Trois inspections générales (Igas, IGF, IGA) ont rédigé un rapport pour "objectiver la dynamique des dépenses sociales" dans le budget des départements. Le document met en lumière la grande fragilité d'une dizaine d'entre eux et alerte sur les risques sociaux liés à certaines mesures d'économies. Il appelle également à une meilleure concertation entre l'État et les collectivités.

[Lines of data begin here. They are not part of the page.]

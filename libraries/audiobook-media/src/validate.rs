//! Upload checks
//!
//! Tracks must be MP3 and at most 150 MiB; cover images must have an
//! `image/*` type and be at most 5 MiB.

use crate::error::{MediaError, Result};
use audiobook_core::format::format_file_size;
use std::path::Path;

/// Largest accepted track file
pub const MAX_TRACK_FILE_SIZE: u64 = 150 * 1024 * 1024;

/// Largest accepted cover image
pub const MAX_THUMBNAIL_SIZE: u64 = 5 * 1024 * 1024;

/// Content type stored for every track
pub const TRACK_CONTENT_TYPE: &str = "audio/mpeg";

/// Guess the content type of a file from its name
pub fn content_type_for(path: &Path) -> String {
    mime_guess::from_path(path)
        .first_or_octet_stream()
        .essence_str()
        .to_string()
}

/// Whether a file may be uploaded as a track
///
/// Either the content type says `audio/mpeg` or the name ends in `.mp3`.
pub fn is_track_file(file_name: &str, content_type: &str) -> bool {
    content_type.contains(TRACK_CONTENT_TYPE) || file_name.to_lowercase().ends_with(".mp3")
}

/// Check type and size of a track file
pub fn validate_track_file(file_name: &str, content_type: &str, size: u64) -> Result<()> {
    if !is_track_file(file_name, content_type) {
        return Err(MediaError::UnsupportedFormat(file_name.to_string()));
    }
    check_size(file_name, size, MAX_TRACK_FILE_SIZE)
}

/// Check type and size of a cover image
pub fn validate_thumbnail(file_name: &str, content_type: &str, size: u64) -> Result<()> {
    if !content_type.starts_with("image/") {
        return Err(MediaError::NotAnImage(file_name.to_string()));
    }
    check_size(file_name, size, MAX_THUMBNAIL_SIZE)
}

fn check_size(file_name: &str, size: u64, limit: u64) -> Result<()> {
    if size > limit {
        return Err(MediaError::TooLarge {
            file: file_name.to_string(),
            size: format_file_size(size),
            limit: format_file_size(limit),
        });
    }
    Ok(())
}
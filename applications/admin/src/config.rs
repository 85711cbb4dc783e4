/// Admin configuration
use crate::error::{AdminError, Result};
use serde::{Deserialize, Serialize};
use std::path::{Path, PathBuf};

/// Config file picked up from the working directory when present
pub const DEFAULT_CONFIG_FILE: &str = "audiobook-admin.toml";

#[derive(Debug, Clone, Deserialize, Serialize)]
pub struct AdminConfig {
    #[serde(default = "default_storage")]
    pub storage: StorageSettings,

    #[serde(default = "default_objects")]
    pub objects: ObjectSettings,

    #[serde(default = "default_embed")]
    pub embed: EmbedSettings,
}

#[derive(Debug, Clone, Deserialize, Serialize)]
pub struct StorageSettings {
    #[serde(default = "default_database_url")]
    pub database_url: String,
}

#[derive(Debug, Clone, Copy, PartialEq, Eq, Deserialize, Serialize)]
#[serde(rename_all = "lowercase")]
pub enum ObjectBackend {
    Local,
    Http,
    S3,
}

#[derive(Debug, Clone, Deserialize, Serialize)]
pub struct ObjectSettings {
    #[serde(default = "default_backend")]
    pub backend: ObjectBackend,

    /// Directory for the local backend
    #[serde(default = "default_object_root")]
    pub root: PathBuf,

    /// Upload endpoint for the HTTP backend, S3 API endpoint for the S3
    /// backend
    #[serde(default)]
    pub endpoint: Option<String>,

    #[serde(default)]
    pub bucket: Option<String>,

    /// Signing region; Cloudflare R2 uses `auto`
    #[serde(default = "default_region")]
    pub region: String,

    #[serde(default)]
    pub access_key_id: Option<String>,

    #[serde(default)]
    pub secret_access_key: Option<String>,

    #[serde(default = "default_public_base_url")]
    pub public_base_url: String,

    #[serde(default)]
    pub bearer_token: Option<String>,

    #[serde(default = "default_timeout_secs")]
    pub timeout_secs: u64,
}

#[derive(Debug, Clone, Deserialize, Serialize)]
pub struct EmbedSettings {
    /// Base URL of the site hosting the player
    #[serde(default = "default_embed_base_url")]
    pub base_url: String,
}

impl Default for AdminConfig {
    fn default() -> Self {
        Self {
            storage: default_storage(),
            objects: default_objects(),
            embed: default_embed(),
        }
    }
}

impl AdminConfig {
    /// Load configuration from file and environment
    ///
    /// `path` must exist when given; otherwise `audiobook-admin.toml` is read
    /// if present. `AUDIOBOOK_<SECTION>__<KEY>` variables override both, e.g.
    /// `AUDIOBOOK_STORAGE__DATABASE_URL`.
    pub fn load(path: Option<&Path>) -> Result<Self> {
        let mut settings = config::Config::builder();

        match path {
            Some(path) => {
                settings = settings.add_source(config::File::from(path.to_path_buf()).required(true));
            }
            None => {
                let default_path = PathBuf::from(DEFAULT_CONFIG_FILE);
                if default_path.exists() {
                    settings = settings.add_source(config::File::from(default_path));
                }
            }
        }

        settings = settings.add_source(
            config::Environment::with_prefix("AUDIOBOOK")
                .prefix_separator("_")
                .separator("__")
                .try_parsing(true),
        );

        let config = settings
            .build()
            .map_err(|e| AdminError::Config(e.to_string()))?;

        config
            .try_deserialize()
            .map_err(|e| AdminError::Config(e.to_string()))
    }

    /// Validate configuration
    pub fn validate(&self) -> Result<()> {
        if self.storage.database_url.trim().is_empty() {
            return Err(AdminError::Config(
                "Database URL is required (set AUDIOBOOK_STORAGE__DATABASE_URL)".to_string(),
            ));
        }

        if self.objects.public_base_url.trim().is_empty() {
            return Err(AdminError::Config(
                "Public base URL for objects is required".to_string(),
            ));
        }

        let objects = &self.objects;
        match objects.backend {
            ObjectBackend::Local => {}
            ObjectBackend::Http => {
                if !is_set(objects.endpoint.as_deref()) {
                    return Err(AdminError::Config(
                        "HTTP object backend needs an endpoint (set AUDIOBOOK_OBJECTS__ENDPOINT)"
                            .to_string(),
                    ));
                }
            }
            ObjectBackend::S3 => {
                let required = [
                    ("endpoint", objects.endpoint.as_deref()),
                    ("bucket", objects.bucket.as_deref()),
                    ("access_key_id", objects.access_key_id.as_deref()),
                    ("secret_access_key", objects.secret_access_key.as_deref()),
                ];
                if let Some((name, _)) = required.iter().find(|(_, value)| !is_set(*value)) {
                    return Err(AdminError::Config(format!(
                        "S3 object backend needs objects.{name} (set AUDIOBOOK_OBJECTS__{})",
                        name.to_uppercase()
                    )));
                }
            }
        }

        if self.embed.base_url.trim().is_empty() {
            return Err(AdminError::Config("Embed base URL is required".to_string()));
        }

        Ok(())
    }
}

fn is_set(value: Option<&str>) -> bool {
    value.is_some_and(|v| !v.trim().is_empty())
}

// Default values
fn default_storage() -> StorageSettings {
    StorageSettings {
        database_url: default_database_url(),
    }
}

fn default_database_url() -> String {
    "sqlite://./data/audiobooks.db".to_string()
}

fn default_objects() -> ObjectSettings {
    ObjectSettings {
        backend: default_backend(),
        root: default_object_root(),
        endpoint: None,
        bucket: None,
        region: default_region(),
        access_key_id: None,
        secret_access_key: None,
        public_base_url: default_public_base_url(),
        bearer_token: None,
        timeout_secs: default_timeout_secs(),
    }
}

fn default_backend() -> ObjectBackend {
    ObjectBackend::Local
}

fn default_object_root() -> PathBuf {
    PathBuf::from("./data/objects")
}

fn default_region() -> String {
    "auto".to_string()
}

fn default_public_base_url() -> String {
    "http://localhost:8080/media".to_string()
}

fn default_timeout_secs() -> u64 {
    300
}

fn default_embed() -> EmbedSettings {
    EmbedSettings {
        base_url: default_embed_base_url(),
    }
}

fn default_embed_base_url() -> String {
    "http://localhost:5173".to_string()
}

En juin 2025, trois ministères ont saisi leurs inspections générales respectives – affaires sociales (Igas), finances (IGF) et administration (IGA) – pour « objectiver la dynamique des dépenses sociales des départements au regard de leurs ressources ». Cette initiative visait à apaiser un conflit latent depuis plusieurs années, les départements reprochant à l'État de leur faire supporter le coût de mesures nationales.
La mission a porté sur 95 départements, les seuls non pris en compte étant la Martinique, la Guyane, la Corse, la métropole de Lyon et Paris, en raison de leur statut particulier, combinant deux niveaux de collectivité (département et région pour les trois premiers, ville et département pour les deux autres).
Effet ciseau confirmé
La question est tellement sensible que Départements de France vient de rendre public ce rapport (daté de novembre 2025), sans attendre l'autorisation de publication officielle du gouvernement.
Les chiffres collectés par les inspections ne laissent aucun doute sur l'ampleur de la dégradation des finances départementales. L'effet ciseau souvent invoqué se vérifie : en 2022 et 2024, les dépenses de fonctionnement ont augmenté de 11 % alors que les recettes ont été réduites de 1 %.